How to cite this URL:
Finsterer J. Diagnosing leber's hereditary optic neuropathy requires documentation of a causative mtDNA variant. Ann Indian Acad Neurol [serial online] 2023 [cited 2023 Feb 1];26:80-1. Available from: https://www.annalsofian.org/text.asp?2023/26/1/80/367898




Letter to the Editor

With interest, we read the article by Wilson et al.[1] about a retrospective cross-sectional study on the clinical profile of 73 Indian patients with Leber's hereditary optic neuropathy (LHON) Â primary LHON mutation was detected in 23 patients but the remaining 50 patients did not carry one of the primary LHON mutations.[1] It was concluded that clinical profiles of mutation-positive and mutation-negative LHON patients did not differ.[1] We have the following comments and concerns.

A shortcoming of the study is that heteroplasmy rates of the causative mtDNA variants were not provided. Although most LHON variants occur in the homoplasmic state, individual patients or families may carry a LHON mutation in the heteroplasmic constellation.[2] Therefore, knowing the heteroplasmy rates is crucial not only for assessing the phenotype, course and outcome of the disease but also for genetic counselling.[2]

A further shortcoming is that first degree relatives, particularly, the mothers were not investigated systematically neither clinically nor genetically. Knowing the clinical and genetic status of first degree relatives is essential to assess whether the causative variants in the 23 index patients were inherited or occurred sporadically. Clinically unaffected females may carry a primary LHON mutation and may transmit it to their offspring.

A further shortcoming of the study is that nothing is reported about the treatment of the included patients. We should know how many received idebenone, other antioxidants, and in which dosage and for how long. Did any of the patients undergo gene therapy?

We disagree with the statement in the introduction that 'limited literature is available on the natural profile of LHON'.[1] On the contrary, there are ample publications about the clinical presentation, pathophysiology, diagnosis, treatment, outcome and the genetic background of LHON. When searching PubMed for the term 'Leber's hereditary optic neuropathy' more than 1800 hits can be achieved.
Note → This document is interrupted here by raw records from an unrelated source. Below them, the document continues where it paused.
//! Configuration loading via `ortho-config`.
//!
//! [`LifecycleConfig`] carries the poll budgets the coordinator waits with
//! and the volume type it reports. Values merge defaults, `blockyard.toml`,
//! and `BLOCKYARD_*` environment variables.

use std::time::Duration;

use ortho_config::OrthoConfig;
use serde::Deserialize;
use thiserror::Error;

use crate::poll::{DEFAULT_MAX_ATTEMPTS, PollPolicies, PollPolicy};
use crate::volume::VolumeType;

/// Default pause between refreshes, in seconds.
pub const DEFAULT_POLL_INTERVAL_SECS: u64 = 10;

/// Lifecycle settings derived from environment variables, configuration
/// files, and CLI flags.
#[derive(Clone, Debug, Deserialize, OrthoConfig, PartialEq, Eq)]
#[ortho_config(
    prefix = "BLOCKYARD",
    discovery(
        app_name = "blockyard",
        env_var = "BLOCKYARD_CONFIG_PATH",
        config_file_name = "blockyard.toml",
        dotfile_name = ".blockyard.toml",
        project_file_name = "blockyard.toml"
    )
)]
pub struct LifecycleConfig {
    /// Refreshes attempted before a wait gives up. Applies to every
    /// operation without its own override.
    #[ortho_config(default = DEFAULT_MAX_ATTEMPTS)]
    pub poll_max_attempts: u32,
    /// Seconds between refreshes.
    #[ortho_config(default = DEFAULT_POLL_INTERVAL_SECS)]
    pub poll_interval_secs: u64,
    /// Attempt budget for attach and detach waits.
    pub attach_max_attempts: Option<u32>,
    /// Attempt budget for snapshot completion waits.
    pub snapshot_max_attempts: Option<u32>,
    /// Attempt budget for volume deletion waits.
    pub delete_max_attempts: Option<u32>,
    /// Volume type reported for provider volumes (`local`, `san`, `nas`).
    #[ortho_config(default = "san".to_owned())]
    pub default_volume_type: String,
}

impl Default for LifecycleConfig {
    fn default() -> Self {
        Self {
            poll_max_attempts: DEFAULT_MAX_ATTEMPTS,
            poll_interval_secs: DEFAULT_POLL_INTERVAL_SECS,
            attach_max_attempts: None,
            snapshot_max_attempts: None,
            delete_max_attempts: None,
            default_volume_type: String::from("san"),
        }
    }
}

/// Metadata for a configuration field, used to generate actionable error messages.
struct FieldMetadata {
    description: &'static str,
    env_var: &'static str,
    toml_key: &'static str,
}

impl FieldMetadata {
    const fn new(description: &'static str, env_var: &'static str, toml_key: &'static str) -> Self {
        Self {
            description,
            env_var,
            toml_key,
        }
    }

    fn invalid(&self, problem: &str) -> ConfigError {
        ConfigError::InvalidField(format!(
            "{} {problem}: set {} or {} in blockyard.toml",
            self.description, self.env_var, self.toml_key
        ))
    }
}

const POLL_MAX_ATTEMPTS: FieldMetadata = FieldMetadata::new(
    "poll attempt budget",
    "BLOCKYARD_POLL_MAX_ATTEMPTS",
    "poll_max_attempts",
);
const POLL_INTERVAL: FieldMetadata = FieldMetadata::new(
    "poll interval",
    "BLOCKYARD_POLL_INTERVAL_SECS",
    "poll_interval_secs",
);
const ATTACH_MAX_ATTEMPTS: FieldMetadata = FieldMetadata::new(
    "attach attempt budget",
    "BLOCKYARD_ATTACH_MAX_ATTEMPTS",
    "attach_max_attempts",
);
const SNAPSHOT_MAX_ATTEMPTS: FieldMetadata = FieldMetadata::new(
    "snapshot attempt budget",
    "BLOCKYARD_SNAPSHOT_MAX_ATTEMPTS",
    "snapshot_max_attempts",
);
const DELETE_MAX_ATTEMPTS: FieldMetadata = FieldMetadata::new(
    "delete attempt budget",
    "BLOCKYARD_DELETE_MAX_ATTEMPTS",
    "delete_max_attempts",
);
const DEFAULT_VOLUME_TYPE: FieldMetadata = FieldMetadata::new(
    "volume type",
    "BLOCKYARD_DEFAULT_VOLUME_TYPE",
    "default_volume_type",
);

impl LifecycleConfig {
    fn require_attempts(value: Option<u32>, metadata: &FieldMetadata) -> Result<(), ConfigError> {
        match value {
            Some(0) => Err(metadata.invalid("must be at least 1")),
            _ => Ok(()),
        }
    }

    /// Loads configuration using the `ortho-config` derive. Values merge
    /// defaults, configuration files, environment variables, and CLI flags in
    /// that order of precedence.
    ///
    /// # Errors
    ///
    /// Returns [`ConfigError::Parse`] when the loader fails to merge sources.
    pub fn load_from_sources() -> Result<Self, ConfigError> {
        Self::load().map_err(|err| ConfigError::Parse(err.to_string()))
    }

    /// Loads configuration without attempting to parse CLI arguments.
    ///
    /// # Errors
    ///
    /// Returns [`ConfigError::Parse`] when the merge fails.
    pub fn load_without_cli_args() -> Result<Self, ConfigError> {
        Self::load_from_iter([std::ffi::OsString::from("blockyard")])
            .map_err(|err| ConfigError::Parse(err.to_string()))
    }

    /// Performs semantic validation. Error messages name the environment
    /// variable and TOML key that set the offending value.
    ///
    /// # Errors
    ///
    /// Returns [`ConfigError::InvalidField`] for a zero budget or interval,
    /// or an unknown volume type.
    pub fn validate(&self) -> Result<(), ConfigError> {
        Self::require_attempts(Some(self.poll_max_attempts), &POLL_MAX_ATTEMPTS)?;
        if self.poll_interval_secs == 0 {
            return Err(POLL_INTERVAL.invalid("must be at least 1 second"));
        }
        Self::require_attempts(self.attach_max_attempts, &ATTACH_MAX_ATTEMPTS)?;
        Self::require_attempts(self.snapshot_max_attempts, &SNAPSHOT_MAX_ATTEMPTS)?;
        Self::require_attempts(self.delete_max_attempts, &DELETE_MAX_ATTEMPTS)?;
        self.volume_type().map(|_| ())
    }

    /// Parsed [`Self::default_volume_type`].
    ///
    /// # Errors
    ///
    /// Returns [`ConfigError::InvalidField`] when the value names no known
    /// volume type.
    pub fn volume_type(&self) -> Result<VolumeType, ConfigError> {
        match self
            .default_volume_type
            .parse::<VolumeType>()
            .unwrap_or(VolumeType::Unrecognized)
        {
            VolumeType::Unrecognized => Err(DEFAULT_VOLUME_TYPE.invalid(&format!(
                "'{}' is not one of local, san, nas",
                self.default_volume_type
            ))),
            volume_type => Ok(volume_type),
        }
    }

    /// Builds per-operation poll policies. Provisioning always uses the
    /// shared budget; the other classes use their override when set.
    ///
    /// # Errors
    ///
    /// Returns [`ConfigError`] when validation fails.
    pub fn policies(&self) -> Result<PollPolicies, ConfigError> {
        self.validate()?;
        let shared = PollPolicy::new(
            self.poll_max_attempts,
            Duration::from_secs(self.poll_interval_secs),
        );
        let budget = |value: Option<u32>| {
            value.map_or(shared, |attempts| shared.with_max_attempts(attempts))
        };
        Ok(PollPolicies {
            provisioning: shared,
            attachment: budget(self.attach_max_attempts),
            snapshot: budget(self.snapshot_max_attempts),
            deletion: budget(self.delete_max_attempts),
        })
    }
}

/// Errors raised during configuration loading and validation.
#[derive(Clone, Debug, Error, Eq, PartialEq)]
pub enum ConfigError {
    /// Indicates a configuration field holds an unusable value.
    #[error("invalid configuration field: {0}")]
    InvalidField(String),
    /// Surfaces errors from the `ortho-config` loader.
    #[error("configuration parsing failed: {0}")]
    Parse(String),
}

impl From<ortho_config::OrthoError> for ConfigError {
    fn from(value: ortho_config::OrthoError) -> Self {
        Self::Parse(value.to_string())
    }
}
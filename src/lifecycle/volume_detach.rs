//! Detaching volumes from nodes.

use tracing::{debug, info, warn};

use crate::gateway::{
    AttachmentState, DetachRequest, GatewayError, RemoteAttachment, RemoteResourceGateway,
};
use crate::identifier::ResourceId;
use crate::volume::DetachOptions;

use super::volume_attach::ensure_same_scope;
use super::{LifecycleError, Operation, VolumeLifecycleCoordinator};

impl<G: RemoteResourceGateway> VolumeLifecycleCoordinator<G> {
    /// Detaches the attachment selected by `options` and waits until it is
    /// gone.
    ///
    /// The attachment is resolved before the detach request, so a missing
    /// volume or attachment returns `Ok(false)` without a mutating call.
    pub(super) async fn detach(
        &self,
        volume_id: &str,
        options: &DetachOptions,
    ) -> Result<bool, LifecycleError> {
        let volume = ResourceId::decode(volume_id)?;
        let filter = options.filter();
        if let Some(node_id) = filter.node_id.as_deref() {
            ensure_same_scope(&volume, &ResourceId::decode(node_id)?)?;
        }

        let scope = volume.scope();
        let Some(remote) = self.describe_volume(scope, volume.local_id()).await? else {
            warn!(volume_id, "volume not found; nothing to detach");
            return Ok(false);
        };
        if remote.attachments.is_empty() {
            warn!(volume_id, "volume has no attachments");
            return Ok(false);
        }
        let Some(target) = remote.attachments.into_iter().find(|attachment| {
            attachment.state != AttachmentState::Detached
                && ResourceId::new(scope, attachment.node_id.as_str())
                    .is_ok_and(|holder| filter.matches(&attachment.device, &holder))
        }) else {
            warn!(volume_id, ?filter, "no attachment matches the detach options");
            return Ok(false);
        };

        let request = DetachRequest {
            force: options.force(),
            device: Some(target.device.clone()),
            node_id: Some(target.node_id.clone()),
        };
        match self
            .gateway
            .detach_volume(scope, volume.local_id(), &request)
            .await
        {
            Ok(()) => {}
            Err(GatewayError::NotFound { resource }) => {
                debug!(volume_id, resource, "attachment vanished before detach");
                return Ok(true);
            }
            Err(err) => return Err(err.into()),
        }

        let volume_local = volume.local_id();
        let node_local = target.node_id.clone();
        let device = target.device.clone();
        let (node_ref, device_ref) = (node_local.as_str(), device.as_str());
        self.settle(
            Operation::DetachVolume,
            volume_id,
            target,
            |current: &RemoteAttachment| current.state == AttachmentState::Detached,
            move || self.describe_attachment(scope, volume_local, node_ref, device_ref),
        )
        .await?;
        info!(volume_id, device = device_ref, force = options.force(), "volume detached");
        Ok(true)
    }
}
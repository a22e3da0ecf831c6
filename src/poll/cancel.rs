//! Cooperative cancellation for waits.

use std::sync::Arc;

use tokio::sync::watch;

/// Shared flag that aborts in-flight waits once raised.
///
/// Clones observe the same flag. Cancelling is permanent.
#[derive(Clone, Debug)]
pub struct CancelToken {
    sender: Arc<watch::Sender<bool>>,
}

impl CancelToken {
    /// Creates a token that has not been cancelled.
    #[must_use]
    pub fn new() -> Self {
        let (sender, _) = watch::channel(false);
        Self {
            sender: Arc::new(sender),
        }
    }

    /// Raises the flag, waking every pending [`Self::cancelled`] future.
    pub fn cancel(&self) {
        self.sender.send_replace(true);
    }

    /// Returns `true` once [`Self::cancel`] has been called on any clone.
    #[must_use]
    pub fn is_cancelled(&self) -> bool {
        *self.sender.borrow()
    }

    /// Resolves when the token is cancelled.
    pub async fn cancelled(&self) {
        let mut receiver = self.sender.subscribe();
        // The sender lives as long as `self`, so the channel cannot close here.
        receiver.wait_for(|flag| *flag).await.ok();
    }
}

impl Default for CancelToken {
    fn default() -> Self {
        Self::new()
    }
}
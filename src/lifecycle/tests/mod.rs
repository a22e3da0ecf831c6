//! Unit tests for the volume lifecycle coordinator.

mod attachment;

use rstest::fixture;

use crate::test_support::SimulatedGateway;
use crate::volume::{VolumeOptions, ZonalVolumeOptions};

use super::VolumeLifecycleCoordinator;

const EAST: &str = "us-east-1";
const WEST: &str = "eu-west-1";

#[fixture]
fn gateway() -> SimulatedGateway {
    let gateway = SimulatedGateway::new([EAST, WEST]);
    gateway.add_node(EAST, "i-1");
    gateway.add_node(EAST, "i-2");
    gateway.add_node(WEST, "i-9");
    gateway
}

fn coordinator(gateway: &SimulatedGateway) -> VolumeLifecycleCoordinator<SimulatedGateway> {
    VolumeLifecycleCoordinator::new(gateway.clone())
}

fn zonal(zone: &str, size_gb: Option<u32>) -> VolumeOptions {
    VolumeOptions::Zonal(ZonalVolumeOptions {
        availability_zone: zone.to_owned(),
        size_gb,
        snapshot_id: None,
        location_id: None,
    })
}

fn handle(scope: &str, id: &str) -> String {
    format!("{scope}/{id}")
}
Because LHON mutations not only manifest with pure LHON but also with LHON plus,[3] it is crucial to prospectively examine all LHON patients for mild or subclinical involvement of organs other than the eyes. Of particular interest are the brain, heart, and skeletal muscles. We should know how many of the included patients had LHON plus and required symptomatic treatment of extra-ocular involvement.

There are a number of LHON patients in whom spontaneous regression of the visual impairment occurred.[4] We should know how many of the included patients had spontaneous recovery of visual disturbance.

Overall, the study carries obvious limitations that require re-evaluation and discussion. Clarifying these weaknesses would strengthen the conclusions and could improve the study. LHON patients require comprehensive genetic work-up to detect the underlying causative variant, they require treatment with idebenone, they should be systematically investigated for LHON plus, and their first degree relatives, particularly their mothers, should be systematically screened for clinical or genetic affection.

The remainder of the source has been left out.